Functional enrichment analysis of gene expression data is a standard step following most transcriptome profiling experiments in biomedical research. It enables researchers to characterize the biological functions affected by the experiment based on a subset of relevant genes and study the drug and disease mechanisms at the molecular level 1. Gene sets Over-representation Analysis (ORA) and Gene Set Enrichment Analysis (GSEA) are two widely used tools to perform functional enrichment analysis 2–4. ORA tests whether a pre-selected gene set is over-represented in a list of differentially expressed genes than what would be expected by chance based on one or more statistical tests, such as the hypergeometric test 5. However, the significance threshold or certain criteria for defining a set of differentially expressed genes is arbitrary and may miss important information for genes at the boundary 6. To address this issue, GSEA has been proposed 7. By analyzing the enrichment of a gene set annotation at the top or bottom of a ranked list of genes, it finds pathways that have coordinated change in genes across any two phenotypes 8. Both methodologies rely on gene annotation databases, in which a great deal of work has been devoted to organizing genes and proteins into biological functions and pathways. Examples include Reactome, the Kyoto Encyclopedia of Genes and Genomes (KEGG), the Gene Ontology (GO) and the Molecular Signatures Database (MSigDB). KEGG was developed in 1995 9, and GO 10 was founded in 1998, between which year the first eukaryotic genomes were released to the public. Reactome 11 was created in 2004, while MSigDB 7 was introduced in 2005 as a resource for GSEA. Each of these gene annotation databases has certain advantages for particular studies, however, any of them can be used to perform functional enrichment analysis.
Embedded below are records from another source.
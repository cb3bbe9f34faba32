//! Service container for dependency injection
//!
//! Wires up stores, pages and sessions with their dependencies.

use std::path::Path;
use std::sync::Arc;

use crate::application::services::{InProcessExecutor, PruneSession};
use crate::config::Settings;
use crate::domain::DirectiveSet;
use crate::infrastructure::bundle::PageBundle;
use crate::infrastructure::page::Page;
use crate::infrastructure::store::JsonFileStore;
use crate::infrastructure::traits::{FileSystem, RealFileSystem};
use crate::infrastructure::InfraResult;

/// Container holding settings and I/O boundaries.
pub struct ServiceContainer {
    /// Application settings
    pub settings: Arc<Settings>,

    /// Filesystem abstraction
    pub fs: Arc<dyn FileSystem>,
}

impl ServiceContainer {
    /// Create a new service container with real implementations.
    pub fn new(settings: Settings) -> Self {
        Self::with_deps(settings, Arc::new(RealFileSystem))
    }

    /// Create a service container with custom dependencies (for testing).
    pub fn with_deps(settings: Settings, fs: Arc<dyn FileSystem>) -> Self {
        let settings = Arc::new(settings);

        Self { settings, fs }
    }

    /// Selector store at `path`, or at the configured location.
    pub fn store(&self, path: Option<&Path>) -> JsonFileStore {
        let path = path.unwrap_or(&self.settings.store_path);
        JsonFileStore::new(path, Arc::clone(&self.fs))
    }

    pub fn open_bundle(&self, dir: &Path) -> InfraResult<(PageBundle, Page)> {
        let bundle = PageBundle::open(self.fs.as_ref(), dir)?;
        let page = bundle.build_page(self.fs.as_ref())?;
        Ok((bundle, page))
    }

    /// Active session over a page, optionally with remote execution.
    pub fn session(&self, directives: DirectiveSet, remote: bool) -> PruneSession<Page> {
        let session = PruneSession::new(directives, self.settings.schedule());
        if remote {
            session.with_executor(Box::new(InProcessExecutor::new()))
        } else {
            session
        }
    }

    /// Passive session for the configured location prefixes.
    pub fn passive_session(&self, directives: DirectiveSet) -> PruneSession<Page> {
        PruneSession::new(directives, self.settings.schedule())
            .passive(&self.settings.passive_prefixes)
    }
}
//! Session orchestration: initial pass, remote dispatch, observation, retries.

use std::time::Duration;

use tracing::{debug, info, instrument, warn};

use crate::application::services::autorun::{self, DEFAULT_PASSIVE_PREFIXES};
use crate::application::services::remote::{Reach, RemoteExecutor, RemoteInvocation};
use crate::application::services::scheduler::{ConsistencyScheduler, Schedule, Wakeup};
use crate::application::services::selectors;
use crate::application::services::traversal;
use crate::domain::{DirectiveSet, DocumentTree};
use crate::infrastructure::traits::{Clock, SelectorStore};

/// Upper bound on scheduling turns within one `pump` call.
const MAX_TURNS: usize = 1024;

/// A document host that changes over time.
///
/// Hosts without a timeline of their own keep the defaults.
pub trait PageHost: DocumentTree {
    /// Next instant at which the host itself changes (a frame loads, content
    /// is inserted).
    fn next_activity(&self) -> Option<Duration> {
        None
    }

    /// Apply every host change due at or before `now`.
    fn advance_to(&mut self, _now: Duration) {}
}

/// Counters of one session, reported per phase.
#[derive(Debug, Clone, Default, PartialEq, Eq)]
pub struct SessionStats {
    /// Removed by the top-level pass at session start.
    pub initial: usize,
    /// Removed by mutation-driven and polling re-runs.
    pub observed: usize,
    /// Removed by the local traversal of retry passes.
    pub retried: usize,
    /// Removed through the remote executor (start and retries).
    pub remote: usize,
    pub retries: usize,
    pub dispatches: usize,
    pub remote_failures: usize,
    pub handles_installed: usize,
    pub handles_cancelled: usize,
}

impl SessionStats {
    pub fn total(&self) -> usize {
        self.initial + self.observed + self.retried + self.remote
    }
}

#[derive(Debug, Clone, PartialEq, Eq)]
enum Mode {
    Active,
    Passive { prefixes: Vec<String> },
}

/// One pruning session over one page.
pub struct PruneSession<T: DocumentTree> {
    directives: DirectiveSet,
    scheduler: ConsistencyScheduler,
    executor: Option<Box<dyn RemoteExecutor<T>>>,
    mode: Mode,
    stats: SessionStats,
    started: Option<Duration>,
}

impl<T: DocumentTree> PruneSession<T> {
    pub fn new(directives: DirectiveSet, schedule: Schedule) -> Self {
        Self {
            directives,
            scheduler: ConsistencyScheduler::new(schedule),
            executor: None,
            mode: Mode::Active,
            stats: SessionStats::default(),
            started: None,
        }
    }

    /// Session whose directives come from `store`; a failing store yields a
    /// no-op session.
    pub fn from_store(store: &dyn SelectorStore, key: &str, schedule: Schedule) -> Self {
        Self::new(selectors::load_directives(store, key), schedule)
    }

    /// Passive session reading `store`, falling back to `default_selector`
    /// when the entry is missing.
    pub fn passive_from_store(
        store: &dyn SelectorStore,
        key: &str,
        default_selector: &str,
        schedule: Schedule,
    ) -> Self {
        Self::new(
            selectors::load_passive_directives(store, key, default_selector),
            schedule,
        )
        .passive(DEFAULT_PASSIVE_PREFIXES)
    }

    pub fn with_executor(mut self, executor: Box<dyn RemoteExecutor<T>>) -> Self {
        self.executor = Some(executor);
        self
    }

    /// Switch to the passive path for documents matching `prefixes`.
    pub fn passive<S: AsRef<str>>(mut self, prefixes: &[S]) -> Self {
        self.mode = Mode::Passive {
            prefixes: prefixes.iter().map(|p| p.as_ref().to_string()).collect(),
        };
        self
    }

    pub fn directives(&self) -> &DirectiveSet {
        &self.directives
    }

    pub fn scheduler(&self) -> &ConsistencyScheduler {
        &self.scheduler
    }

    pub fn stats(&self) -> &SessionStats {
        &self.stats
    }

    pub fn started(&self) -> Option<Duration> {
        self.started
    }

    /// Start in the configured mode.
    pub fn begin(&mut self, tree: &mut T, now: Duration) -> usize {
        match self.mode.clone() {
            Mode::Active => self.start(tree, now),
            Mode::Passive { prefixes } => self.start_passive(tree, now, &prefixes),
        }
    }

    /// Run the initial top-level pass and arm observation and retries.
    #[instrument(level = "debug", skip(self, tree), fields(directives = self.directives.len()))]
    pub fn start(&mut self, tree: &mut T, now: Duration) -> usize {
        self.started = Some(now);
        if self.directives.is_empty() {
            debug!("no directives, nothing to do");
            return 0;
        }

        self.scheduler.begin(now);
        let (local, remote) = self.full_pass(tree, now);
        self.stats.initial += local;
        self.stats.remote += remote;
        info!(
            removed = local,
            remote,
            observed = self.scheduler.live_handles(),
            "initial pass"
        );
        local + remote
    }

    /// Prune self-hosting documents and observe them for the main window.
    #[instrument(level = "debug", skip(self, tree, prefixes))]
    pub fn start_passive<S>(&mut self, tree: &mut T, now: Duration, prefixes: &[S]) -> usize
    where
        S: AsRef<str> + std::fmt::Debug,
    {
        self.started = Some(now);
        if self.directives.is_empty() {
            debug!("no directives, nothing to do");
            return 0;
        }

        self.scheduler.open_window(now);
        let report = autorun::passive_pass(tree, &self.directives, prefixes);
        tree.take_mutations();
        self.stats.handles_installed += self
            .scheduler
            .observe_report(tree, now, &report, Reach::Main);
        self.stats.initial += report.removed;
        info!(removed = report.removed, contexts = report.contexts.len(), "passive pass");
        report.removed
    }

    /// Cancel everything still live and return the final counters.
    pub fn finish(&mut self) -> SessionStats {
        let dropped = self.scheduler.cancel_all();
        if dropped > 0 {
            debug!(dropped, "cancelled remaining observations");
        }
        self.stats.handles_cancelled = self.scheduler.cancelled();
        self.stats.clone()
    }

    fn retry(&mut self, tree: &mut T, now: Duration, attempt: usize) -> usize {
        let (local, remote) = self.full_pass(tree, now);
        self.stats.retries += 1;
        self.stats.retried += local;
        self.stats.remote += remote;
        debug!(attempt, removed = local, remote, "retry pass");
        local + remote
    }

    /// Local traversal plus remote dispatch; returns (local, remote) counts.
    fn full_pass(&mut self, tree: &mut T, now: Duration) -> (usize, usize) {
        let top = tree.top();
        let report = traversal::traverse_report(tree, top, &self.directives);

        let mut remote_removed = 0;
        let mut remote_passes = Vec::new();
        if let Some(executor) = self.executor.as_mut() {
            let request = RemoteInvocation::all_frames(self.directives.clone());
            self.stats.dispatches += 1;
            match executor.execute(tree, &request) {
                Ok(outcome) => {
                    remote_removed = outcome.removed();
                    remote_passes = outcome.passes;
                }
                Err(e) => {
                    self.stats.remote_failures += 1;
                    warn!("remote execution failed: {}", e);
                }
            }
        }

        // Records caused by this pass are not new content.
        tree.take_mutations();

        let mut installed = self
            .scheduler
            .observe_report(tree, now, &report, Reach::Main);
        for pass in &remote_passes {
            installed += self
                .scheduler
                .observe_report(tree, now, &pass.report, pass.reach);
        }
        self.stats.handles_installed += installed;
        (report.removed, remote_removed)
    }
}

impl<T: PageHost> PruneSession<T> {
    /// One scheduling turn at `now`: host changes, mutation delivery, due timers.
    pub fn pump(&mut self, tree: &mut T, now: Duration) -> usize {
        let mut removed = 0;
        for _ in 0..MAX_TURNS {
            tree.advance_to(now);
            let mutated = tree.take_mutations();
            let due = self.scheduler.next_deadline().is_some_and(|at| at <= now);
            if mutated.is_empty() && !due {
                return removed;
            }

            for doc in mutated {
                let n = self.scheduler.notify(tree, now, doc);
                self.stats.observed += n;
                removed += n;
            }
            if due {
                let fired = self.scheduler.fire(tree, now);
                self.stats.observed += fired.removed;
                removed += fired.removed;
                for wakeup in fired.wakeups {
                    match wakeup {
                        Wakeup::Retry { attempt } => removed += self.retry(tree, now, attempt),
                    }
                }
            }
            tree.take_mutations();
        }
        warn!(turns = MAX_TURNS, "scheduling turn limit reached");
        removed
    }

    /// Next instant at which the session has work, if any.
    pub fn next_wakeup(&self, tree: &T) -> Option<Duration> {
        let scheduled = self.scheduler.next_deadline()?;
        Some(match tree.next_activity() {
            Some(activity) => activity.min(scheduled),
            None => scheduled,
        })
    }

    /// Drive the session to completion against `clock`.
    #[instrument(level = "debug", skip_all)]
    pub fn run(&mut self, tree: &mut T, clock: &mut dyn Clock) -> SessionStats {
        let now = clock.now();
        self.begin(tree, now);

        while let Some(next) = self.next_wakeup(tree) {
            clock.sleep_until(next);
            let now = clock.now().max(next);
            self.pump(tree, now);
        }

        let stats = self.finish();
        info!(
            total = stats.total(),
            retries = stats.retries,
            dispatches = stats.dispatches,
            "session complete"
        );
        stats
    }
}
Although functional enrichment analysis is typically focused on determining the impact of experimental differences, sometimes researchers are interested in how transcriptomic variation is associated with health outcomes, such as survival 12,13. Additionally, there is often an interest in which biological functions are associated with the outcome, rather than individual gene 14. Even if a specific gene is the cause of poor disease outcomes, an intervention might be possible at multiple points in the functional pathway involving that specific gene. Alternatively, there may be small cumulative impacts on a biological pathway that result in poor outcomes. However, typical functional enrichment analyses are focused on identifying biological functions associated with experimental differences, not outcomes. Although these ideas can align, the focus on disease differences can lead to an analysis missing important results. For example, in the case of cancer, some of the pathways that differ between tumor and normal samples will likely be associated with survival 15. However, other pathways that influence survival differences among survivors may not differ much between tumor and normal samples. That is because these differences relate to population variation that might be key to survival and these differences are not driven by the disease 16. Furthermore, the analysis will not directly identify the association between pathways and survival outcomes, or its magnitude, and researchers often resort to tests of individual genes in some of their top pathways or other indirect methods. For example, several studies used GSEA to identify cancer-related pathways and then followed by survival analysis, but their methods do not directly incorporate survival information during pathway enrichment analysis, and hence their results do not reflect the degree of association between survival and biological functions17,18. Furthermore, the survival differences among those with the disease are not what drove the results of the GSEA analysis or survival analysis tests only among the treatment differences rather than case-only, which creates a blind spot in the results.
There have been a couple of attempts to directly link functional enrichment to clinical outcomes (e.g. survival status or survival time). For example, Woltmann, et al. 19 identified enriched pathways through different pathway enrichment analysis tools based on a genome-wide association study (GWAS) of short-term vs. long-term breast cancer survival in order to make a conclusion to a more general breast cancer population globally. However, their studies mainly focused on verifying breast cancer-related pathways by showing the similarities between the GWAS method and different enrichment analyses and did not suggest an approach to handle censored survival data. Furthermore, though Goeman et al. 20 developed a statistical test of the association between groups of genes and a clinical outcome based on the Cox proportional hazards model, their proposed method requires a set of pre-selected genes and does not consider coordinated changes of the genes in a pathway.
We suggest there is a simple solution to this challenge. Researchers can perform Survival-based Gene Set Enrichment Analysis (SGSEA) to understand how transcriptomic variation among patients can be used to identify biological functions associated with survival from the disease. Using this approach, researchers may discover unexpected patterns of gene activity, leading to new avenues of research. In this paper, we demonstrate how while GSEA can often provide insight into disease etiology, SGSEA can provide unique insights into disease outcomes. Although this method is already readily available to researchers, we believe one reason it is not widely used is that it is not included as a standard tool in most software and there has not been a paper to describe it. Therefore, we present the SGSEA R package and Shiny app that can be used to conveniently conduct these analyses.